# What to produce
Copy word for word the lines from the start of the records through the line that contains "and the mutable", both included.

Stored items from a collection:
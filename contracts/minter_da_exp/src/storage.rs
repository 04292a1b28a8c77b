//! Storage layout of the settlement auction minter.
//!
//! Per project: the immutable-ish auction parameters and the mutable
//! settlement state are separate entries, since settlement state is written
//! on every purchase while auction parameters are written once. Receipts are
//! keyed by `(purchaser, project)` and are append-only accounting — they are
//! updated toward owed-zero on reclaim but never deleted.

use soroban_sdk::{contracttype, Address, Env};

use shared::ttl::{bump_instance, bump_persistent};
use shared::types::ProjectKey;

/// Floor on configurable price-decay half-life, seconds. Admin-mutable.
pub const DEFAULT_MINIMUM_HALF_LIFE: u64 = 45;

#[contracttype]
#[derive(Clone, Debug, Eq, PartialEq)]
pub struct ExponentialAuction {
    pub timestamp_start: u64,
    pub price_decay_half_life_seconds: u64,
    pub start_price: i128,
    pub base_price: i128,
}

/// Mutable per-project settlement accounting.
///
/// `latest_purchase_price` is the provisional clearing price; it becomes
/// final once `price_is_frozen` (sellout, or revenue withdrawal at base
/// price). The emergency admin path may only lower a frozen price before
/// revenues are collected.
#[contracttype]
#[derive(Clone, Debug, Eq, PartialEq)]
pub struct SettlementState {
    pub num_settleable_invocations: u64,
    pub latest_purchase_price: i128,
    pub price_is_frozen: bool,
    pub revenues_collected: bool,
}

impl SettlementState {
    pub fn empty() -> Self {
        SettlementState {
            num_settleable_invocations: 0,
            latest_purchase_price: 0,
            price_is_frozen: false,
            revenues_collected: false,
        }
    }
}

/// Cumulative purchase receipt for one buyer on one project.
#[contracttype]
#[derive(Clone, Debug, Eq, PartialEq)]
pub struct Receipt {
    pub num_purchased: u64,
    pub net_posted: i128,
}

#[contracttype]
#[derive(Clone, Debug, Eq, PartialEq)]
pub enum DataKey {
    /// Auction parameters (Persistent).
    Auction(ProjectKey),
    /// Settlement accounting (Persistent).
    Settlement(ProjectKey),
    /// Buyer receipt (Persistent).
    Receipt(Address, ProjectKey),
    /// Platform-wide half-life floor (Instance).
    MinHalfLife,
}

pub fn set_auction(env: &Env, key: &ProjectKey, auction: &ExponentialAuction) {
    let skey = DataKey::Auction(key.clone());
    env.storage().persistent().set(&skey, auction);
    bump_persistent(env, &skey);
}

pub fn get_auction(env: &Env, key: &ProjectKey) -> Option<ExponentialAuction> {
    let skey = DataKey::Auction(key.clone());
    let auction: Option<ExponentialAuction> = env.storage().persistent().get(&skey);
    if auction.is_some() {
        bump_persistent(env, &skey);
    }
    auction
}

pub fn remove_auction(env: &Env, key: &ProjectKey) {
    env.storage().persistent().remove(&DataKey::Auction(key.clone()));
}

pub fn set_settlement(env: &Env, key: &ProjectKey, state: &SettlementState) {
    let skey = DataKey::Settlement(key.clone());
    env.storage().persistent().set(&skey, state);
    bump_persistent(env, &skey);
}

pub fn get_settlement(env: &Env, key: &ProjectKey) -> SettlementState {
    let skey = DataKey::Settlement(key.clone());
    match env.storage().persistent().get(&skey) {
        Some(state) => {
            bump_persistent(env, &skey);
            state
        }
        None => SettlementState::empty(),
    }
}

pub fn set_receipt(env: &Env, purchaser: &Address, key: &ProjectKey, receipt: &Receipt) {
    let skey = DataKey::Receipt(purchaser.clone(), key.clone());
    env.storage().persistent().set(&skey, receipt);
    bump_persistent(env, &skey);
}

pub fn get_receipt(env: &Env, purchaser: &Address, key: &ProjectKey) -> Receipt {
    let skey = DataKey::Receipt(purchaser.clone(), key.clone());
    match env.storage().persistent().get(&skey) {
        Some(receipt) => {
            bump_persistent(env, &skey);
            receipt
        }
        None => Receipt {
            num_purchased: 0,
            net_posted: 0,
        },
    }
}

pub fn set_minimum_half_life(env: &Env, seconds: u64) {
    env.storage().instance().set(&DataKey::MinHalfLife, &seconds);
    bump_instance(env);
}

pub fn minimum_half_life(env: &Env) -> u64 {
    bump_instance(env);
    env.storage()
        .instance()
        .get(&DataKey::MinHalfLife)
        .unwrap_or(DEFAULT_MINIMUM_HALF_LIFE)
}
//! # Token-holder minter
//!
//! Fixed-price sales restricted to current holders of tokens from
//! artist-allowlisted projects. The purchaser names a token they hold; the
//! token's project is derived from its id (`token_id / 1_000_000`), the
//! project must be on the target's allowlist, and ownership is checked live
//! against the owned token's core contract at purchase time. Tokens are not
//! consumed or locked — one token can gate any number of purchases.
//!
//! Allowlists are batched vectors of `(core, project_id)` pairs; a length
//! mismatch rejects the whole batch.

#![no_std]

use soroban_sdk::{
    contract, contractimpl, contracttype, symbol_short, token, Address, Env, Symbol, Vec,
};

use shared::config::{self, ConfigParam, ConfigValue};
use shared::errors::Error;
use shared::interfaces::{CoreClient, FilterClient};
use shared::max_invocations::{self, MaxInvocationsProjectConfig, ONE_MILLION};
use shared::types::ProjectKey;
use shared::{base, guards};


#[contracttype]
#[derive(Clone, Debug, Eq, PartialEq)]
pub enum DataKey {
    /// Presence key: holders of `(owned_core, owned_project_id)` may mint
    /// the target project (Persistent).
    AllowedHolderProject(ProjectKey, Address, u32),
}

#[contract]
pub struct MinterHolder;

#[contractimpl]
impl MinterHolder {
    pub fn init(env: Env, minter_filter: Address, currency: Address) -> Result<(), Error> {
        base::init(&env, &minter_filter, &currency)
    }

    /// Artist-only. Adds `(owned_cores[i], owned_project_ids[i])` pairs to
    /// the target project's holder allowlist.
    pub fn allow_holders_of_projects(
        env: Env,
        caller: Address,
        project_id: u32,
        core: Address,
        owned_cores: Vec<Address>,
        owned_project_ids: Vec<u32>,
    ) -> Result<(), Error> {
        caller.require_auth();
        let key = ProjectKey::new(core, project_id);
        guards::require_artist(&env, &key, &caller)?;
        if owned_cores.len() != owned_project_ids.len() {
            return Err(Error::LengthMismatch);
        }
        for (owned_core, owned_project_id) in owned_cores.iter().zip(owned_project_ids.iter()) {
            env.storage().persistent().set(
                &DataKey::AllowedHolderProject(key.clone(), owned_core.clone(), owned_project_id),
                &true,
            );
            env.events().publish(
                (symbol_short!("hold_add"), key.core.clone(), key.project_id),
                (owned_core, owned_project_id),
            );
        }
        Ok(())
    }

    /// Artist-only. Removing a pair that was never allowlisted is a no-op.
    pub fn remove_holders_of_projects(
        env: Env,
        caller: Address,
        project_id: u32,
        core: Address,
        owned_cores: Vec<Address>,
        owned_project_ids: Vec<u32>,
    ) -> Result<(), Error> {
        caller.require_auth();
        let key = ProjectKey::new(core, project_id);
        guards::require_artist(&env, &key, &caller)?;
        if owned_cores.len() != owned_project_ids.len() {
            return Err(Error::LengthMismatch);
        }
        for (owned_core, owned_project_id) in owned_cores.iter().zip(owned_project_ids.iter()) {
            env.storage().persistent().remove(&DataKey::AllowedHolderProject(
                key.clone(),
                owned_core.clone(),
                owned_project_id,
            ));
            env.events().publish(
                (symbol_short!("hold_rm"), key.core.clone(), key.project_id),
                (owned_core, owned_project_id),
            );
        }
        Ok(())
    }

    /// Artist-only price configuration. Purchases fail until set.
    pub fn update_price_per_token(
        env: Env,
        caller: Address,
        project_id: u32,
        core: Address,
        price: i128,
    ) -> Result<(), Error> {
        caller.require_auth();
        let key = ProjectKey::new(core, project_id);
        guards::require_artist(&env, &key, &caller)?;
        if price <= 0 {
            return Err(Error::InvalidPriceOrder);
        }
        config::set_value(&env, &key, ConfigParam::PricePerToken, ConfigValue::I128(price));
        Ok(())
    }

    pub fn purchase(
        env: Env,
        purchaser: Address,
        project_id: u32,
        core: Address,
        max_amount: i128,
        owned_core: Address,
        owned_token_id: u64,
    ) -> Result<u64, Error> {
        Self::purchase_to(
            env,
            purchaser.clone(),
            purchaser,
            project_id,
            core,
            max_amount,
            owned_core,
            owned_token_id,
        )
    }

    pub fn purchase_to(
        env: Env,
        purchaser: Address,
        to: Address,
        project_id: u32,
        core: Address,
        max_amount: i128,
        owned_core: Address,
        owned_token_id: u64,
    ) -> Result<u64, Error> {
        purchaser.require_auth();
        let key = ProjectKey::new(core.clone(), project_id);

        let mut inv_cfg = max_invocations::load_for_purchase(&env, &key);
        max_invocations::pre_mint_check(&inv_cfg)?;
        guards::require_project_mintable(&env, &key)?;

        // The named token's project must be allowlisted, and the purchaser
        // must hold the token right now.
        let owned_project_id = (owned_token_id / ONE_MILLION) as u32;
        let allowed: bool = env
            .storage()
            .persistent()
            .get(&DataKey::AllowedHolderProject(
                key.clone(),
                owned_core.clone(),
                owned_project_id,
            ))
            .unwrap_or(false);
        if !allowed {
            return Err(Error::HolderNotAllowed);
        }
        if CoreClient::new(&env, &owned_core).owner_of(&owned_token_id) != purchaser {
            return Err(Error::NotAuthorized);
        }

        let price = config::get_i128(&env, &key, ConfigParam::PricePerToken)
            .ok_or(Error::PriceNotConfigured)?;
        if max_amount < price {
            return Err(Error::InsufficientPayment);
        }

        let currency = token::Client::new(&env, &base::currency(&env)?);
        currency.transfer(&purchaser, &env.current_contract_address(), &price);

        let filter = FilterClient::new(&env, &base::minter_filter(&env)?);
        let token_id = filter.mint_joo(
            &env.current_contract_address(),
            &to,
            &project_id,
            &core,
            &purchaser,
        );
        max_invocations::post_mint_update(&env, &key, &mut inv_cfg, token_id);

        env.events().publish(
            (symbol_short!("purchase"), core.clone(), project_id),
            (to, token_id, price),
        );

        // Revenue distribution is the last set of operations.
        let splits = CoreClient::new(&env, &core).get_primary_revenue_splits(&project_id, &price);
        if splits.platform_amount > 0 {
            currency.transfer(
                &env.current_contract_address(),
                &splits.platform_address,
                &splits.platform_amount,
            );
        }
        if splits.artist_amount > 0 {
            currency.transfer(
                &env.current_contract_address(),
                &splits.artist_address,
                &splits.artist_amount,
            );
        }
        Ok(token_id)
    }

    // ── Views ────────────────────────────────────────────────────────

    pub fn is_allowlisted_holder_project(
        env: Env,
        project_id: u32,
        core: Address,
        owned_core: Address,
        owned_project_id: u32,
    ) -> bool {
        env.storage()
            .persistent()
            .get(&DataKey::AllowedHolderProject(
                ProjectKey::new(core, project_id),
                owned_core,
                owned_project_id,
            ))
            .unwrap_or(false)
    }

    /// `(configured, price)` — the standard price-info view shape.
    pub fn get_price_info(env: Env, project_id: u32, core: Address) -> (bool, i128) {
        match config::get_i128(
            &env,
            &ProjectKey::new(core, project_id),
            ConfigParam::PricePerToken,
        ) {
            Some(price) => (true, price),
            None => (false, 0),
        }
    }

    // ── Shared invocation-limit surface ──────────────────────────────

    pub fn manually_limit_max_invocations(
        env: Env,
        caller: Address,
        project_id: u32,
        core: Address,
        new_limit: u32,
    ) -> Result<(), Error> {
        let key = ProjectKey::new(core, project_id);
        base::manually_limit_max_invocations(&env, &caller, &key, new_limit)
    }

    pub fn sync_max_invocations_to_core(
        env: Env,
        caller: Address,
        project_id: u32,
        core: Address,
    ) -> Result<(), Error> {
        let key = ProjectKey::new(core, project_id);
        base::sync_max_invocations_to_core(&env, &caller, &key)
    }

    pub fn project_max_has_been_invoked(env: Env, project_id: u32, core: Address) -> bool {
        max_invocations::load(&env, &ProjectKey::new(core, project_id)).has_max_been_invoked
    }

    pub fn project_max_invocations_config(
        env: Env,
        project_id: u32,
        core: Address,
    ) -> MaxInvocationsProjectConfig {
        max_invocations::load(&env, &ProjectKey::new(core, project_id))
    }

    pub fn minter_type(_env: Env) -> Symbol {
        symbol_short!("Holder")
    }
}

# Your response
filename contracts/minter_da_exp/src/storage.rs
repository 04292a1b28a8c77b
//! Storage layout of the settlement auction minter.
//!
//! Per project: the immutable-ish auction parameters and the mutable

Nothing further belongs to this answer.